Alejo Santos Santos (born Alejo de los Santos de los Santos; July 17, 1911 – February 18, 1984) was a Filipino soldier and World War II hero who parlayed his fame into a political career. His prestige was somewhat marred in later life when he agreed to run as the only major candidate opposing Ferdinand Marcos in the 1981 Philippine presidential election.

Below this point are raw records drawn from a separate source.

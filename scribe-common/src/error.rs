//! Common error types for Scribe

use thiserror::Error;

/// Common result type for Scribe operations
pub type Result<T> = std::result::Result<T, Error>;

/// Common error types across Scribe services
#[derive(Error, Debug)]
pub enum Error {
    /// Configuration loading or validation error
    #[error("Configuration error: {0}")]
    Config(String),

    /// Invalid user input or request parameter
    #[error("Invalid input: {0}")]
    InvalidInput(String),
}
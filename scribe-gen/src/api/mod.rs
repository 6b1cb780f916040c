//! HTTP API handlers for scribe-gen
//!
//! JSON in, JSON out. Every handler is a thin shim over [`crate::pipeline::Pipeline`];
//! pipeline errors map to HTTP statuses in [`crate::error::ApiError`].

pub mod generate;
pub mod health;
pub mod matrix;
pub mod rewrite;

pub use generate::generate_routes;
pub use health::health_routes;
pub use matrix::matrix_routes;
pub use rewrite::rewrite_routes;
//! Article generation API
//!
//! POST /api/generate

use axum::{extract::State, routing::post, Json, Router};
use serde::{Deserialize, Serialize};

use crate::{error::ApiResult, types::Archetype, AppState};

/// POST /api/generate request
#[derive(Debug, Deserialize)]
pub struct GenerateRequest {
    pub topic: String,
}

/// POST /api/generate response
#[derive(Debug, Serialize)]
pub struct GenerateResponse {
    /// HTML article with media placeholders resolved
    pub content: String,
    pub archetype: Archetype,
}

/// POST /api/generate
///
/// Classify the topic, generate one article and resolve its image placeholders.
pub async fn generate_article(
    State(state): State<AppState>,
    Json(request): Json<GenerateRequest>,
) -> ApiResult<Json<GenerateResponse>> {
    tracing::info!(topic = %request.topic, "Generate article");

    let article = state
        .observe(state.pipeline.generate(&request.topic).await)
        .await?;

    Ok(Json(GenerateResponse {
        content: article.content,
        archetype: article.archetype,
    }))
}

/// Build generation routes
pub fn generate_routes() -> Router<AppState> {
    Router::new().route("/api/generate", post(generate_article))
}
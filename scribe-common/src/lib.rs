//! # Scribe Common Library
//!
//! Shared code for the Scribe services:
//! - Configuration loading (TOML file, environment, compiled defaults)
//! - Backend credential resolution
//! - Common error types

pub mod config;
pub mod error;

pub use config::FailurePolicy;
pub use error::{Error, Result};
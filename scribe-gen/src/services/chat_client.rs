//! Chat completions client
//!
//! Talks to any OpenAI-compatible `/chat/completions` endpoint (SiliconFlow,
//! DeepSeek, ...). One call per rendered prompt; HTTP failures are classified
//! into [`UnitFailure`] variants so callers can tell authentication, quota and
//! rate-limit problems apart from generic backend errors.

use crate::types::{RenderedPrompt, TextGenerator, UnitFailure};
use async_trait::async_trait;
use governor::{DefaultDirectRateLimiter, Quota, RateLimiter};
use scribe_common::config::BackendProfile;
use scribe_common::{Error, Result};
use serde::{Deserialize, Serialize};
use std::num::NonZeroU32;
use std::time::Duration;
use tracing::debug;

const USER_AGENT: &str = concat!("scribe-gen/", env!("CARGO_PKG_VERSION"));

/// Longest backend error message carried into a failure detail
const MAX_ERROR_CHARS: usize = 300;

/// Chat completions request body
#[derive(Debug, Serialize)]
struct ChatRequest<'a> {
    model: &'a str,
    messages: [ChatMessage<'a>; 2],
    #[serde(skip_serializing_if = "Option::is_none")]
    temperature: Option<f32>,
    #[serde(skip_serializing_if = "Option::is_none")]
    max_tokens: Option<u32>,
}

#[derive(Debug, Serialize)]
struct ChatMessage<'a> {
    role: &'static str,
    content: &'a str,
}

/// Chat completions response (only the fields we read)
#[derive(Debug, Deserialize)]
struct ChatResponse {
    #[serde(default)]
    choices: Vec<ChatChoice>,
}

#[derive(Debug, Deserialize)]
struct ChatChoice {
    message: ChatReply,
}

#[derive(Debug, Deserialize)]
struct ChatReply {
    #[serde(default)]
    content: Option<String>,
}

/// OpenAI-compatible chat completions client
pub struct ChatClient {
    http_client: reqwest::Client,
    endpoint: String,
    model: String,
    api_key: String,
    timeout: Duration,
    rate_limiter: Option<DefaultDirectRateLimiter>,
}

impl ChatClient {
    /// Create client for a backend profile with an already-resolved key
    pub fn new(profile: &BackendProfile, api_key: String) -> Result<Self> {
        let timeout = Duration::from_secs(profile.timeout_secs.max(1));
        let http_client = reqwest::Client::builder()
            .user_agent(USER_AGENT)
            .timeout(timeout)
            .build()
            .map_err(|e| Error::Config(format!("HTTP client build failed: {}", e)))?;

        let rate_limiter = profile
            .requests_per_second
            .and_then(NonZeroU32::new)
            .map(|rps| RateLimiter::direct(Quota::per_second(rps)));

        Ok(Self {
            http_client,
            endpoint: chat_endpoint(&profile.base_url),
            model: profile.model.clone(),
            api_key,
            timeout,
            rate_limiter,
        })
    }

    pub fn endpoint(&self) -> &str {
        &self.endpoint
    }

    pub fn model(&self) -> &str {
        &self.model
    }
}

/// `<base_url>/chat/completions`, tolerating a trailing slash
pub fn chat_endpoint(base_url: &str) -> String {
    format!("{}/chat/completions", base_url.trim_end_matches('/'))
}

/// Pull a readable message out of an error body
///
/// Handles `{"error": {"message": ...}}`, `{"message": ...}` and plain text.
fn extract_error_message(body: &str) -> String {
    let from_json = serde_json::from_str::<serde_json::Value>(body)
        .ok()
        .and_then(|json| {
            json.pointer("/error/message")
                .or_else(|| json.get("message"))
                .or_else(|| json.get("error"))
                .and_then(|m| m.as_str())
                .map(str::to_string)
        });

    let message = from_json.unwrap_or_else(|| body.trim().to_string());
    if message.chars().count() > MAX_ERROR_CHARS {
        let truncated: String = message.chars().take(MAX_ERROR_CHARS).collect();
        format!("{}...", truncated)
    } else {
        message
    }
}

#[async_trait]
impl TextGenerator for ChatClient {
    fn name(&self) -> &'static str {
        "chat-completions"
    }

    async fn generate(&self, prompt: &RenderedPrompt) -> std::result::Result<String, UnitFailure> {
        if let Some(limiter) = &self.rate_limiter {
            limiter.until_ready().await;
        }

        let body = ChatRequest {
            model: &self.model,
            messages: [
                ChatMessage {
                    role: "system",
                    content: &prompt.system,
                },
                ChatMessage {
                    role: "user",
                    content: &prompt.user,
                },
            ],
            temperature: prompt.temperature,
            max_tokens: prompt.max_tokens,
        };

        debug!(endpoint = %self.endpoint, model = %self.model, "Sending chat completion request");

        let response = self
            .http_client
            .post(&self.endpoint)
            .bearer_auth(&self.api_key)
            .json(&body)
            .send()
            .await
            .map_err(|e| {
                if e.is_timeout() {
                    UnitFailure::Timeout(self.timeout)
                } else {
                    UnitFailure::Network(e.to_string())
                }
            })?;

        let status = response.status();
        if !status.is_success() {
            let error_text = response.text().await.unwrap_or_default();
            return Err(UnitFailure::from_status(
                status.as_u16(),
                extract_error_message(&error_text),
            ));
        }

        let parsed: ChatResponse = response
            .json()
            .await
            .map_err(|e| UnitFailure::MalformedResponse(e.to_string()))?;

        parsed
            .choices
            .into_iter()
            .next()
            .and_then(|choice| choice.message.content)
            .filter(|content| !content.trim().is_empty())
            .ok_or_else(|| UnitFailure::MalformedResponse("response has no message content".to_string()))
    }
}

Early life and public service

Santos was born in Barangay Bonga Menor, Bustos, Bulacan, to farmer Pedro de los Santos y de la Cruz and Regina de los Santos y Francisco. He graduated from the University of the Philippines with an education degree. He first served as Prison Guard with the Bureau of Prisons from 1933 to 1934. Santos married Juanita Garcia of Baliuag, Bulacan in 1934 and they had eight children: Reynaldo, Edgardo, Ravenal, Lamberto, Alexis, Liberty, Daisy, and Nenita. At the outbreak of World War II, he was a captain of the USAFFE. He was among the USAFFE soldiers who retreated to Bataan to make the last stand against the invading Imperial Japanese Army. However, he evaded capture by the Japanese when Bataan fell, escaping instead to his hometown. Santos then agreed to join the fledgling anti-Japanese guerrilla warfare movement under Bernard L. Anderson. He became one of the founders of the Bulacan Military Area, the main guerrilla movement in Bulacan which had 23,000 men under its command. The BMA attracted many patriotic Filipinos chafing under Japanese rule, and was soon organized into eight divisions. For his World War II activities, Santos received numerous citations and awards from the Philippine and American governments.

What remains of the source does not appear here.